*YOUR TASK*. Transcribe each entry shown below with no difference from the original.

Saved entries
=== Begin Enclosure ===

//! CLI command implementations

pub mod compare;

pub use compare::CompareArgs;
//! N-gram Jaccard similarity
//!
//! Foundation of both alignment passes. Scores are normalized to [0,1] and
//! deterministic for identical inputs. Granularity is either character
//! n-grams or whole-token n-grams over an external tokenizer's cut.

use crate::tokenizer::Tokenizer;
use std::collections::HashSet;

/// N-gram granularity for the scorer
#[derive(Clone, Copy)]
pub enum Granularity<'a> {
    /// Character n-grams
    Char,
    /// Token n-grams produced by an external tokenizer
    Word(&'a dyn Tokenizer),
}

/// Normalized n-gram Jaccard similarity scorer
#[derive(Clone, Copy)]
pub struct SimilarityScorer<'a> {
    ngram_size: usize,
    remove_inner_whitespace: bool,
    granularity: Granularity<'a>,
}

impl<'a> SimilarityScorer<'a> {
    /// Character-level scorer
    pub fn char_level(ngram_size: usize, remove_inner_whitespace: bool) -> Self {
        Self {
            ngram_size,
            remove_inner_whitespace,
            granularity: Granularity::Char,
        }
    }

    /// Word-level scorer backed by an external tokenizer
    pub fn word_level(
        ngram_size: usize,
        remove_inner_whitespace: bool,
        tokenizer: &'a dyn Tokenizer,
    ) -> Self {
        Self {
            ngram_size,
            remove_inner_whitespace,
            granularity: Granularity::Word(tokenizer),
        }
    }

    /// Similarity of two text spans, in [0,1]
    ///
    /// Both inputs are trimmed (and inner whitespace stripped when
    /// configured) before scoring. Two empty spans score 0.0 so that
    /// whitespace-only noise never matches anything. When the n-gram size
    /// exceeds a span's length, the score degrades to whole-span equality.
    pub fn score(&self, a: &str, b: &str) -> f64 {
        let a = self.normalize(a);
        let b = self.normalize(b);
        if a.is_empty() && b.is_empty() {
            return 0.0;
        }
        let units_a = self.units(&a);
        let units_b = self.units(&b);
        let n = self.ngram_size;
        if units_a.len() < n || units_b.len() < n {
            return if units_a == units_b { 1.0 } else { 0.0 };
        }
        let grams_a = ngrams(&units_a, n);
        let grams_b = ngrams(&units_b, n);
        jaccard(&grams_a, &grams_b)
    }

    fn normalize(&self, text: &str) -> String {
        let trimmed = text.trim();
        if self.remove_inner_whitespace {
            trimmed.chars().filter(|c| !c.is_whitespace()).collect()
        } else {
            trimmed.to_string()
        }
    }

    fn units(&self, text: &str) -> Vec<String> {
        match self.granularity {
            Granularity::Char => text.chars().map(|c| c.to_string()).collect(),
            Granularity::Word(tokenizer) => tokenizer.cut(text, false),
        }
    }
}

fn ngrams(units: &[String], n: usize) -> HashSet<String> {
    units.windows(n).map(|w| w.join("\u{1}")).collect()
}

fn jaccard(a: &HashSet<String>, b: &HashSet<String>) -> f64 {
    let union = a.union(b).count();
    if union == 0 {
        return 0.0;
    }
    let intersection = a.intersection(b).count();
    intersection as f64 / union as f64
}

#[cfg(test)]
mod tests {
    use super::*;
    use crate::tokenizer::CharTokenizer;

    fn char_bigram() -> SimilarityScorer<'static> {
        SimilarityScorer::char_level(2, true)
    }

    #[test]
    fn identical_text_scores_one() {
        assert_eq!(char_bigram().score("今天天气很好。", "今天天气很好。"), 1.0);
    }

    #[test]
    fn disjoint_text_scores_zero() {
        assert_eq!(char_bigram().score("春眠不觉晓", "夜来风雨声"), 0.0);
    }

    #[test]
    fn both_empty_is_zero_not_one() {
        assert_eq!(char_bigram().score("", ""), 0.0);
        assert_eq!(char_bigram().score("   ", " \t "), 0.0);
    }

    #[test]
    fn single_edit_scores_between() {
        let score = char_bigram().score("他去了五伯家。", "他去了五百家。");
        assert!(score > 0.3 && score < 1.0, "score = {score}");
    }

    #[test]
    fn short_text_falls_back_to_equality() {
        // one char is shorter than a bigram
        assert_eq!(char_bigram().score("好", "好"), 1.0);
        assert_eq!(char_bigram().score("好", "坏"), 0.0);
    }

    #[test]
    fn inner_whitespace_is_ignored_when_configured() {
        assert_eq!(char_bigram().score("今天 天气", "今天天气"), 1.0);
        let keep = SimilarityScorer::char_level(2, false);
        assert!(keep.score("今天 天气", "今天天气") < 1.0);
    }

    #[test]
    fn word_level_uses_tokenizer_units() {
        let tokenizer = CharTokenizer;
        let scorer = SimilarityScorer::word_level(1, true, &tokenizer);
        // unigram overlap: {他,去,了,五,伯,家,。} vs {他,去,了,五,百,家,。}
        let score = scorer.score("他去了五伯家。", "他去了五百家。");
        assert!((score - 6.0 / 8.0).abs() < 1e-9, "score = {score}");
    }

    #[test]
    fn score_is_symmetric() {
        let s = char_bigram();
        assert_eq!(s.score("第一句。", "第二句。"), s.score("第二句。", "第一句。"));
    }
}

=== End Enclosure ===

*THE ANSWER*.
//! CLI command implementations

pub mod compare;

pub use compare::CompareArgs;
//! N-gram Jaccard similarity
//!
//! Foundation of both alignment passes. Scores are normalized to [0,1] and
//! deterministic for identical inputs. Granularity is either character
//! n-grams or whole-token n-grams over an external tokenizer's cut.

use crate::tokenizer::Tokenizer;
use std::collections::HashSet;

/// N-gram granularity for the scorer
#[derive(Clone, Copy)]
pub enum Granularity<'a> {
    /// Character n-grams
    Char,
    /// Token n-grams produced by an external tokenizer
    Word(&'a dyn Tokenizer),
}

/// Normalized n-gram Jaccard similarity scorer
#[derive(Clone, Copy)]
pub struct SimilarityScorer<'a> {
    ngram_size: usize,
    remove_inner_whitespace: bool,
    granularity: Granularity<'a>,
}

impl<'a> SimilarityScorer<'a> {
    /// Character-level scorer
    pub fn char_level(ngram_size: usize, remove_inner_whitespace: bool) -> Self {
        Self {
            ngram_size,
            remove_inner_whitespace,
            granularity: Granularity::Char,
        }
    }

    /// Word-level scorer backed by an external tokenizer
    pub fn word_level(
        ngram_size: usize,
        remove_inner_whitespace: bool,
        tokenizer: &'a dyn Tokenizer,
    ) -> Self {
        Self {
            ngram_size,
            remove_inner_whitespace,
            granularity: Granularity::Word(tokenizer),
        }
    }

    /// Similarity of two text spans, in [0,1]
    ///
    /// Both inputs are trimmed (and inner whitespace stripped when
    /// configured) before scoring. Two empty spans score 0.0 so that
    /// whitespace-only noise never matches anything. When the n-gram size
    /// exceeds a span's length, the score degrades to whole-span equality.
    pub fn score(&self, a: &str, b: &str) -> f64 {
        let a = self.normalize(a);
        let b = self.normalize(b);
        if a.is_empty() && b.is_empty() {
            return 0.0;
        }
        let units_a = self.units(&a);
        let units_b = self.units(&b);
        let n = self.ngram_size;
        if units_a.len() < n || units_b.len() < n {
            return if units_a == units_b { 1.0 } else { 0.0 };
        }
        let grams_a = ngrams(&units_a, n);
        let grams_b = ngrams(&units_b, n);
        jaccard(&grams_a, &grams_b)
    }

    fn normalize(&self, text: &str) -> String {
        let trimmed = text.trim();
        if self.remove_inner_whitespace {
            trimmed.chars().filter(|c| !c.is_whitespace()).collect()
        } else {
            trimmed.to_string()
        }
    }

    fn units(&self, text: &str) -> Vec<String> {
        match self.granularity {
            Granularity::Char => text.chars().map(|c| c.to_string()).collect(),
            Granularity::Word(tokenizer) => tokenizer.cut(text, false),
        }
    }
}

fn ngrams(units: &[String], n: usize) -> HashSet<String> {
    units.windows(n).map(|w| w.join("\u{1}")).collect()
}

fn jaccard(a: &HashSet<String>, b: &HashSet<String>) -> f64 {
    let union = a.union(b).count();
    if union == 0 {
        return 0.0;
    }
    let intersection = a.intersection(b).count();
    intersection as f64 / union as f64
}

#[cfg(test)]
mod tests {
    use super::*;
    use crate::tokenizer::CharTokenizer;

    fn char_bigram() -> SimilarityScorer<'static> {
        SimilarityScorer::char_level(2, true)
    }

    #[test]
    fn identical_text_scores_one() {
        assert_eq!(char_bigram().score("今天天气很好。", "今天天气很好。"), 1.0);
    }

    #[test]
    fn disjoint_text_scores_zero() {
        assert_eq!(char_bigram().score("春眠不觉晓", "夜来风雨声"), 0.0);
    }

    #[test]
    fn both_empty_is_zero_not_one() {
        assert_eq!(char_bigram().score("", ""), 0.0);
        assert_eq!(char_bigram().score("   ", " \t "), 0.0);
    }

    #[test]
    fn single_edit_scores_between() {
        let score = char_bigram().score("他去了五伯家。", "他去了五百家。");
        assert!(score > 0.3 && score < 1.0, "score = {score}");
    }

    #[test]
    fn short_text_falls_back_to_equality() {
        // one char is shorter than a bigram
        assert_eq!(char_bigram().score("好", "好"), 1.0);
        assert_eq!(char_bigram().score("好", "坏"), 0.0);
    }

    #[test]
    fn inner_whitespace_is_ignored_when_configured() {
        assert_eq!(char_bigram().score("今天 天气", "今天天气"), 1.0);
        let keep = SimilarityScorer::char_level(2, false);
        assert!(keep.score("今天 天气", "今天天气") < 1.0);
    }

    #[test]
    fn word_level_uses_tokenizer_units() {
        let tokenizer = CharTokenizer;
        let scorer = SimilarityScorer::word_level(1, true, &tokenizer);
        // unigram overlap: {他,去,了,五,伯,家,。} vs {他,去,了,五,百,家,。}
        let score = scorer.score("他去了五伯家。", "他去了五百家。");
        assert!((score - 6.0 / 8.0).abs() < 1e-9, "score = {score}");
    }

    #[test]
    fn score_is_symmetric() {
        let s = char_bigram();
        assert_eq!(s.score("第一句。", "第二句。"), s.score("第二句。", "第一句。"));
    }
}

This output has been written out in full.